• _Directions for this task_
Output only the lines from the start of the entries through the line holding "let status_code = response.status().as_u16();". Each line must match the original exactly.

• _Supplied material_

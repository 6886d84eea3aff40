use std::collections::BTreeMap;

use reqwest::header::HeaderMap;
use reqwest::Client;

use crate::error::WeatherError;
use crate::models::{Action, Coordinates, ResponseBody, ToolResult};

/// A fully resolved weather lookup
#[derive(Debug, Clone, PartialEq)]
pub struct WeatherQuery {
    pub action: Action,
    pub coordinates: Coordinates,
    pub units: String,
    pub language: String,
}

impl WeatherQuery {
    /// Query string for the endpoint. The key is omitted when none is set.
    pub fn query_params(&self, api_key: Option<&str>) -> Vec<(&'static str, String)> {
        let mut params = Vec::with_capacity(6);
        if let Some(key) = api_key {
            params.push(("key", key.to_string()));
        }
        params.push(("location.latitude", self.coordinates.latitude.to_string()));
        params.push(("location.longitude", self.coordinates.longitude.to_string()));
        params.push(("unitsSystem", self.units.clone()));
        params.push(("languageCode", self.language.clone()));
        if let Some((name, count)) = self.action.count_param() {
            params.push((name, count.to_string()));
        }
        params
    }
}

/// Client for the Google Weather API lookup endpoints
#[derive(Debug, Clone)]
pub struct WeatherClient {
    client: Client,
    base_url: String,
    api_key: Option<String>,
}

impl WeatherClient {
    pub fn new(client: Client, base_url: impl Into<String>, api_key: Option<String>) -> Self {
        Self {
            client,
            base_url: base_url.into(),
            api_key,
        }
    }

    /// Issues the lookup and returns the upstream response as-is. Non-2xx
    /// statuses are not errors here.
    pub async fn lookup(&self, query: &WeatherQuery) -> Result<ToolResult, WeatherError> {
        let url = format!("{}{}", self.base_url, query.action.path());

        let response = self
            .client
            .get(&url)
            .query(&query.query_params(self.api_key.as_deref()))
            .send()
            .await?;

        let status_code = response.status().as_u16();
        let headers = flatten_headers(response.headers());
        tracing::debug!(
            "{} responded with HTTP {}",
            query.action.name(),
            status_code
        );

        let bytes = response.bytes().await?;

        Ok(ToolResult::Response {
            status_code,
            headers,
            body: ResponseBody::from_bytes(&bytes),
        })
    }
}

/// Header map as name -> value; repeated headers are joined with ", ".
fn flatten_headers(headers: &HeaderMap) -> BTreeMap<String, String> {
    let mut flat: BTreeMap<String, String> = BTreeMap::new();
    for (name, value) in headers {
        let value = String::from_utf8_lossy(value.as_bytes()).into_owned();
        flat.entry(name.as_str().to_string())
            .and_modify(|existing| {
                existing.push_str(", ");
                existing.push_str(&value);
            })
            .or_insert(value);
    }
    flat
}
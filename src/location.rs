//! Turns the location fields of a request into coordinates.
//!
//! First match wins: `latitude`/`longitude`, then `lat`/`lon`, then a
//! `"lat,lon"` string in `location`, and only then a geocoding lookup of the
//! `location` text.

use std::future::Future;

use serde_json::Value;

use crate::error::{GeocodeError, WeatherError};
use crate::models::{as_float, ActionRequest, Coordinates};

/// Resolves a free-text address to coordinates.
pub trait Geocoder: Send + Sync {
    fn geocode(
        &self,
        address: &str,
    ) -> impl Future<Output = Result<Coordinates, GeocodeError>> + Send;
}

/// Resolve the request's location. `geocoder` is `None` when geocoding is
/// disabled.
pub async fn resolve_location<G: Geocoder>(
    request: &ActionRequest,
    geocoder: Option<&G>,
) -> Result<Coordinates, WeatherError> {
    if let (Some(lat), Some(lon)) = (present(&request.latitude), present(&request.longitude)) {
        return numeric_pair(lat, lon)
            .ok_or(WeatherError::InvalidCoordinates("latitude/longitude"));
    }

    if let (Some(lat), Some(lon)) = (present(&request.lat), present(&request.lon)) {
        return numeric_pair(lat, lon).ok_or(WeatherError::InvalidCoordinates("lat/lon"));
    }

    let Some(location) = request.location.as_ref().and_then(Value::as_str) else {
        return Err(WeatherError::MissingLocation);
    };

    if let Some(coordinates) = parse_lat_lon(location) {
        return Ok(coordinates);
    }

    let Some(geocoder) = geocoder else {
        return Err(WeatherError::GeocodingDisabled);
    };

    tracing::debug!("Geocoding location: {}", location);

    geocoder
        .geocode(location)
        .await
        .map_err(|source| WeatherError::Geocode {
            location: location.to_string(),
            source,
        })
}

/// Parse `"<number>,<number>"` with optional surrounding whitespace and signs.
pub fn parse_lat_lon(value: &str) -> Option<Coordinates> {
    let (lat, lon) = value.split_once(',')?;
    Some(Coordinates::new(
        parse_decimal(lat.trim())?,
        parse_decimal(lon.trim())?,
    ))
}

/// Accepts `[+-]?digits`, `[+-]?digits.digits` and `[+-]?.digits`; a trailing
/// dot or an exponent is rejected.
fn parse_decimal(text: &str) -> Option<f64> {
    let unsigned = text.strip_prefix(['+', '-']).unwrap_or(text);
    let (whole, fraction) = unsigned.split_once('.').unwrap_or(("", unsigned));

    let all_digits = |s: &str| s.bytes().all(|b| b.is_ascii_digit());
    if fraction.is_empty() || !all_digits(whole) || !all_digits(fraction) {
        return None;
    }

    text.parse().ok()
}

fn present(value: &Option<Value>) -> Option<&Value> {
    value.as_ref().filter(|v| !v.is_null())
}

fn numeric_pair(lat: &Value, lon: &Value) -> Option<Coordinates> {
    Some(Coordinates::new(as_float(lat)?, as_float(lon)?))
}

#[cfg(test)]
mod tests {
    use super::*;
    use serde_json::json;
    use std::sync::atomic::{AtomicUsize, Ordering};

    /// Geocoder stub that answers with a fixed result and counts calls.
    struct StubGeocoder {
        answer: Result<Coordinates, GeocodeError>,
        calls: AtomicUsize,
    }

    impl StubGeocoder {
        fn answering(answer: Result<Coordinates, GeocodeError>) -> Self {
            Self {
                answer,
                calls: AtomicUsize::new(0),
            }
        }

        fn calls(&self) -> usize {
            self.calls.load(Ordering::SeqCst)
        }
    }

    impl Geocoder for StubGeocoder {
        async fn geocode(&self, _address: &str) -> Result<Coordinates, GeocodeError> {
            self.calls.fetch_add(1, Ordering::SeqCst);
            self.answer.clone()
        }
    }

    fn request(value: Value) -> ActionRequest {
        serde_json::from_value(value).unwrap()
    }

    #[tokio::test]
    async fn explicit_coordinates_win_over_location() {
        let geocoder = StubGeocoder::answering(Ok(Coordinates::new(0.0, 0.0)));
        let req = request(json!({
            "latitude": 40.7128,
            "longitude": -74.006,
            "location": "Paris, France"
        }));

        let coords = resolve_location(&req, Some(&geocoder)).await.unwrap();
        assert_eq!(coords, Coordinates::new(40.7128, -74.006));
        assert_eq!(geocoder.calls(), 0);
    }

    #[tokio::test]
    async fn numeric_strings_are_accepted() {
        let req = request(json!({ "latitude": "47.6", "longitude": "-122.3" }));

        let coords = resolve_location::<StubGeocoder>(&req, None).await.unwrap();
        assert_eq!(coords, Coordinates::new(47.6, -122.3));
    }

    #[tokio::test]
    async fn non_numeric_coordinates_rejected() {
        let req = request(json!({ "latitude": "north", "longitude": 10 }));

        let err = resolve_location::<StubGeocoder>(&req, None).await.unwrap_err();
        assert_eq!(err.to_string(), "Invalid latitude/longitude values; must be numeric.");
    }

    #[tokio::test]
    async fn lat_lon_synonyms() {
        let req = request(json!({ "lat": 51.5, "lon": "-0.12" }));
        let coords = resolve_location::<StubGeocoder>(&req, None).await.unwrap();
        assert_eq!(coords, Coordinates::new(51.5, -0.12));

        let bad = request(json!({ "lat": [1], "lon": 2 }));
        let err = resolve_location::<StubGeocoder>(&bad, None).await.unwrap_err();
        assert_eq!(err, WeatherError::InvalidCoordinates("lat/lon"));
    }

    #[tokio::test]
    async fn half_a_pair_falls_through_to_location() {
        let req = request(json!({ "latitude": 1.0, "lon": 2.0, "location": "3,4" }));

        let coords = resolve_location::<StubGeocoder>(&req, None).await.unwrap();
        assert_eq!(coords, Coordinates::new(3.0, 4.0));
    }

    #[tokio::test]
    async fn coordinate_string_skips_geocoding() {
        let geocoder = StubGeocoder::answering(Ok(Coordinates::new(0.0, 0.0)));
        let req = request(json!({ "location": "47.6062,-122.3321" }));

        let coords = resolve_location(&req, Some(&geocoder)).await.unwrap();
        assert_eq!(coords, Coordinates::new(47.6062, -122.3321));
        assert_eq!(geocoder.calls(), 0);
    }

    #[tokio::test]
    async fn place_name_is_geocoded() {
        let geocoder = StubGeocoder::answering(Ok(Coordinates::new(47.6, -122.3)));
        let req = request(json!({ "location": "Seattle, WA" }));

        let coords = resolve_location(&req, Some(&geocoder)).await.unwrap();
        assert_eq!(coords, Coordinates::new(47.6, -122.3));
        assert_eq!(geocoder.calls(), 1);
    }

    #[tokio::test]
    async fn geocoding_failure_is_embedded() {
        let geocoder =
            StubGeocoder::answering(Err(GeocodeError::Status("ZERO_RESULTS".to_string())));
        let req = request(json!({ "location": "Nowhere" }));

        let err = resolve_location(&req, Some(&geocoder)).await.unwrap_err();
        let msg = err.to_string();
        assert!(msg.contains("Could not geocode location 'Nowhere'"));
        assert!(msg.contains("ZERO_RESULTS"));
    }

    #[tokio::test]
    async fn place_name_without_geocoding() {
        let req = request(json!({ "location": "Nowhere" }));

        let err = resolve_location::<StubGeocoder>(&req, None).await.unwrap_err();
        let msg = err.to_string();
        assert!(msg.contains("latitude and longitude"));
        assert!(msg.contains("geocoding"));
    }

    #[tokio::test]
    async fn missing_location() {
        let req = request(json!({ "latitude": 10.0, "location": 42 }));

        let err = resolve_location::<StubGeocoder>(&req, None).await.unwrap_err();
        assert_eq!(
            err.to_string(),
            "Missing location. Provide latitude and longitude or a 'location' string."
        );
    }

    #[test]
    fn parse_lat_lon_formats() {
        assert_eq!(
            parse_lat_lon("  47.6062 , -122.3321 "),
            Some(Coordinates::new(47.6062, -122.3321))
        );
        assert_eq!(parse_lat_lon("+1,.5"), Some(Coordinates::new(1.0, 0.5)));
        assert_eq!(parse_lat_lon("48,2"), Some(Coordinates::new(48.0, 2.0)));

        assert_eq!(parse_lat_lon("47.,2"), None);
        assert_eq!(parse_lat_lon("1e3,2"), None);
        assert_eq!(parse_lat_lon("1.2.3,4"), None);
        assert_eq!(parse_lat_lon("Seattle, WA"), None);
        assert_eq!(parse_lat_lon("1,2,3"), None);
        assert_eq!(parse_lat_lon(""), None);
    }
}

• _Solution_
repository 6886d84eea3aff40
use std::collections::BTreeMap;

use reqwest::header::HeaderMap;
use reqwest::Client;

use crate::error::WeatherError;
use crate::models::{Action, Coordinates, ResponseBody, ToolResult};

/// A fully resolved weather lookup
#[derive(Debug, Clone, PartialEq)]
pub struct WeatherQuery {
    pub action: Action,
    pub coordinates: Coordinates,
    pub units: String,
    pub language: String,
}

impl WeatherQuery {
    /// Query string for the endpoint. The key is omitted when none is set.
    pub fn query_params(&self, api_key: Option<&str>) -> Vec<(&'static str, String)> {
        let mut params = Vec::with_capacity(6);
        if let Some(key) = api_key {
            params.push(("key", key.to_string()));
        }
        params.push(("location.latitude", self.coordinates.latitude.to_string()));
        params.push(("location.longitude", self.coordinates.longitude.to_string()));
        params.push(("unitsSystem", self.units.clone()));
        params.push(("languageCode", self.language.clone()));
        if let Some((name, count)) = self.action.count_param() {
            params.push((name, count.to_string()));
        }
        params
    }
}

/// Client for the Google Weather API lookup endpoints
#[derive(Debug, Clone)]
pub struct WeatherClient {
    client: Client,
    base_url: String,
    api_key: Option<String>,
}

impl WeatherClient {
    pub fn new(client: Client, base_url: impl Into<String>, api_key: Option<String>) -> Self {
        Self {
            client,
            base_url: base_url.into(),
            api_key,
        }
    }

    /// Issues the lookup and returns the upstream response as-is. Non-2xx
    /// statuses are not errors here.
    pub async fn lookup(&self, query: &WeatherQuery) -> Result<ToolResult, WeatherError> {
        let url = format!("{}{}", self.base_url, query.action.path());

        let response = self
            .client
            .get(&url)
            .query(&query.query_params(self.api_key.as_deref()))
            .send()
            .await?;

        let status_code = response.status().as_u16();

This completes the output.